A identidade profissional docente, assim como a temática da identidade em geral, tem estado bastante em voga nas pesquisas acadêmicas, passando, igualmente, a mesma

instabilidade. Levantamos algumas razões explicativas para tal situação que acreditamos serem motivadoras para colocar essa temática na ordem do dia, influenciando ainda a identidade docente. Em primeiro lugar, destacamos o fato de a profissão docente há muito carecer do status de profissão, assim muitos docentes e estudiosos lutam por profissionalização. O estatuto profissional docente tem bastante relação com o processo de instituição dessa profissão, que no Brasil se iniciou com os padres, depois, com a expansão do ensino de modo a receber os filhos dos operários, houve o recrutamento imediato de pessoas para darem aulas, muitas vezes sem a devida formação. Esses aspectos históricos influenciam significativamente essa busca de profissionalização. Um outro aspecto a ser levantado diz respeito ao resultado da reestruturação do sistema capitalista, a profissão docente, assim como outras profissões, tem enfrentado processo de precarização, cujos efeitos são os baixos salários e a necessidade dos professores de darem muitas aulas e a aceitação de condições de trabalho não reguladas, fora dos Estatutos do Trabalho.

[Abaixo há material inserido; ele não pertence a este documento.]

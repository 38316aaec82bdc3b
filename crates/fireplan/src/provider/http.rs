//! HTTP client for a compute gateway fronting the imagery backend.

use std::collections::BTreeMap;
use std::time::Duration;

use async_trait::async_trait;
use reqwest::{Client, Method, StatusCode};
use secrecy::{ExposeSecret, SecretString};
use serde::de::DeserializeOwned;
use serde::{Deserialize, Serialize};
use tracing::debug;

use crate::error::RemoteError;
use crate::monitor::{JobHandle, JobState};

use super::types::{ComputeRequest, ExportTicket, StatisticValue, TaskStatus};
use super::ComputeProvider;

const DEFAULT_TIMEOUT: Duration = Duration::from_secs(60);

/// Reported when the backend fails a task without saying why.
const UNKNOWN_FAILURE: &str = "Unknown error";

pub struct HttpComputeProvider {
    endpoint: String,
    project: Option<String>,
    token: Option<SecretString>,
    client: Client,
}

#[derive(Serialize)]
struct Envelope<'a> {
    #[serde(skip_serializing_if = "Option::is_none")]
    project: Option<&'a str>,
    #[serde(flatten)]
    request: &'a ComputeRequest,
}

#[derive(Deserialize)]
#[serde(rename_all = "camelCase")]
struct ExportResponse {
    #[serde(alias = "id", alias = "handle")]
    task_id: String,
    #[serde(alias = "location", alias = "uri")]
    destination: String,
}

#[derive(Deserialize)]
struct ThumbnailResponse {
    url: String,
}

#[derive(Deserialize)]
struct StatisticResponse {
    values: BTreeMap<String, f64>,
}

#[derive(Deserialize)]
#[serde(rename_all = "camelCase")]
struct TaskResponse {
    state: String,
    #[serde(default, alias = "error_message")]
    error_message: Option<String>,
}

#[derive(Deserialize)]
struct ErrorBody {
    #[serde(default)]
    code: Option<String>,
    #[serde(default)]
    message: Option<String>,
}

impl HttpComputeProvider {
    pub fn new(
        endpoint: impl Into<String>,
        project: Option<String>,
        token: Option<SecretString>,
        timeout: Option<Duration>,
    ) -> Result<Self, RemoteError> {
        let client = Client::builder()
            .timeout(timeout.unwrap_or(DEFAULT_TIMEOUT))
            .build()
            .map_err(|e| RemoteError::Unavailable(format!("failed to build HTTP client: {}", e)))?;
        Ok(Self {
            endpoint: endpoint.into().trim_end_matches('/').to_string(),
            project,
            token,
            client,
        })
    }

    pub fn endpoint(&self) -> &str {
        &self.endpoint
    }

    fn request(&self, method: Method, path: &str) -> reqwest::RequestBuilder {
        let url = format!("{}{}", self.endpoint, path);
        let mut req = self.client.request(method, &url);
        if let Some(ref token) = self.token {
            req = req.bearer_auth(token.expose_secret());
        }
        req
    }

    async fn post<T: DeserializeOwned>(
        &self,
        path: &str,
        request: &ComputeRequest,
    ) -> Result<T, RemoteError> {
        debug!(path, deliverable = %request.deliverable, "POST to compute gateway");
        let body = Envelope {
            project: self.project.as_deref(),
            request,
        };
        let response = self
            .request(Method::POST, path)
            .json(&body)
            .send()
            .await
            .map_err(transport_error)?;
        handle_response(response, None).await
    }
}

fn transport_error(error: reqwest::Error) -> RemoteError {
    RemoteError::Unavailable(error.to_string())
}

async fn handle_response<T: DeserializeOwned>(
    response: reqwest::Response,
    handle: Option<&JobHandle>,
) -> Result<T, RemoteError> {
    let status = response.status();
    if status.is_success() {
        response
            .json()
            .await
            .map_err(|e| RemoteError::UnexpectedResponse(e.to_string()))
    } else {
        let body = response.text().await.unwrap_or_default();
        Err(classify_failure(status, &body, handle))
    }
}

/// Maps a non-success HTTP status to the remote error taxonomy.
fn classify_failure(status: StatusCode, body: &str, handle: Option<&JobHandle>) -> RemoteError {
    let parsed: Option<ErrorBody> = serde_json::from_str(body).ok();
    let code = parsed.as_ref().and_then(|b| b.code.as_deref());
    let message = parsed
        .as_ref()
        .and_then(|b| b.message.clone())
        .unwrap_or_else(|| body.trim().to_string());

    match status {
        StatusCode::BAD_REQUEST | StatusCode::UNPROCESSABLE_ENTITY
            if code == Some("invalid_region") =>
        {
            RemoteError::InvalidRegion(message)
        }
        StatusCode::NOT_FOUND => match handle {
            Some(handle) => RemoteError::UnknownJob(handle.to_string()),
            None => RemoteError::UnexpectedResponse(format!("{}: {}", status, message)),
        },
        StatusCode::UNAUTHORIZED | StatusCode::FORBIDDEN | StatusCode::TOO_MANY_REQUESTS => {
            RemoteError::Unavailable(format!("{}: {}", status, message))
        }
        s if s.is_server_error() => RemoteError::Unavailable(format!("{}: {}", status, message)),
        _ => RemoteError::UnexpectedResponse(format!("{}: {}", status, message)),
    }
}

fn task_status_from(response: TaskResponse) -> Result<TaskStatus, RemoteError> {
    let state = JobState::from_remote(&response.state).ok_or_else(|| {
        RemoteError::UnexpectedResponse(format!("unknown task state '{}'", response.state))
    })?;
    let detail = match state {
        JobState::Failed | JobState::Cancelled => Some(
            response
                .error_message
                .filter(|m| !m.trim().is_empty())
                .unwrap_or_else(|| UNKNOWN_FAILURE.to_string()),
        ),
        _ => response.error_message,
    };
    Ok(TaskStatus { state, detail })
}

#[async_trait]
impl ComputeProvider for HttpComputeProvider {
    fn name(&self) -> &str {
        "http"
    }

    async fn submit_export(&self, request: &ComputeRequest) -> Result<ExportTicket, RemoteError> {
        let response: ExportResponse = self.post("/exports", request).await?;
        Ok(ExportTicket {
            handle: JobHandle::new(response.task_id),
            location: response.destination,
        })
    }

    async fn get_thumbnail(&self, request: &ComputeRequest) -> Result<String, RemoteError> {
        let response: ThumbnailResponse = self.post("/thumbnails", request).await?;
        Ok(response.url)
    }

    async fn compute_statistic(
        &self,
        request: &ComputeRequest,
    ) -> Result<StatisticValue, RemoteError> {
        let response: StatisticResponse = self.post("/statistics", request).await?;
        Ok(StatisticValue(response.values))
    }

    async fn task_status(&self, handle: &JobHandle) -> Result<TaskStatus, RemoteError> {
        let response = self
            .request(Method::GET, &format!("/tasks/{}", handle))
            .send()
            .await
            .map_err(transport_error)?;
        let body: TaskResponse = handle_response(response, Some(handle)).await?;
        task_status_from(body)
    }
}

Por fim, destacamos a nova ordem social, bastante modificada pelas novas tecnologias e formas de comunicação, exigindo transformações no modo de ensinar e de se pensar o ensino.

Desse modo, entendemos a identidade do professor como sendo construída na interação social nos vários contextos dos quais o docente participa, de modo contínuo e não linear. Essa construção se dá, portanto, através das práticas de uso da linguagem, que não apenas servem de reflexo dessas identidades, mas também as constituem, e parte do modo como esse profissional percebe, interpreta, significa e ressignifica essas interações. Assim compreendida, a identidade profissional é construída e reconstruída em um processo inacabado, ou de acabamento provisório, que não se inicia na formação inicial, apesar de esta ter importante papel, pois é nela que saberes científicos, pedagógicos e outros são (ou podem ser) sistematizados.

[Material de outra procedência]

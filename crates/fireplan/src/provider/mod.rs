//! The compute backend capability and its implementations.

mod dry_run;
mod http;
mod types;

#[cfg(test)]
pub(crate) mod testing;

pub use dry_run::DryRunProvider;
pub use http::HttpComputeProvider;
pub use types::{
    ComputeRequest, DateRange, Destination, ExportTicket, InputReference, StatisticValue,
    StepOutput, TaskStatus, ThumbnailOptions,
};

use async_trait::async_trait;

use crate::error::RemoteError;
use crate::monitor::JobHandle;

/// Severity classes reported by area statistics, lowest first.
pub const SEVERITY_CLASSES: [&str; 5] = ["unburned", "low", "moderate", "high", "very_high"];

/// Remote imagery/compute capability.
///
/// Implementations must be safe to share across concurrent pipeline runs.
#[async_trait]
pub trait ComputeProvider: Send + Sync {
    /// Short name for logs.
    fn name(&self) -> &str;

    /// Starts an asynchronous export and returns as soon as the backend accepts it.
    async fn submit_export(&self, request: &ComputeRequest) -> Result<ExportTicket, RemoteError>;

    /// Returns a retrievable preview URL.
    async fn get_thumbnail(&self, request: &ComputeRequest) -> Result<String, RemoteError>;

    async fn compute_statistic(
        &self,
        request: &ComputeRequest,
    ) -> Result<StatisticValue, RemoteError>;

    async fn task_status(&self, handle: &JobHandle) -> Result<TaskStatus, RemoteError>;
}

No que tange à identidade do professor de Português, acreditamos que algumas questões suscitadas no capítulo anterior levam a uma indefinição sobre o que é ser professor dessa área. Inicialmente, destacamos os conteúdos: o que ensinar? Afinal, é a gramática, o texto ou os gêneros textuais? Como ensinar gramática sem adotar o modelo prescritivo e tradicionalista? Depois, qual é o objetivo do ensino de Português? Formar leitores e escritores? Preparar para aprovação em concursos? E, ainda, agora relacionada à formação inicial, que saberes deve ter esse profissional para dar conta dos conteúdos e objetivos da área? Todas essas questões não são prontamente respondidas. Há variadas vozes que se posicionam sobre essas indagações. E nós nos perguntamos: o que a formação inicial de

professores de Português tem feito para responder a essas perguntas? Como tem contribuído para a construção dessa identidade? Voltaremos a esses pontos no capítulo de análise.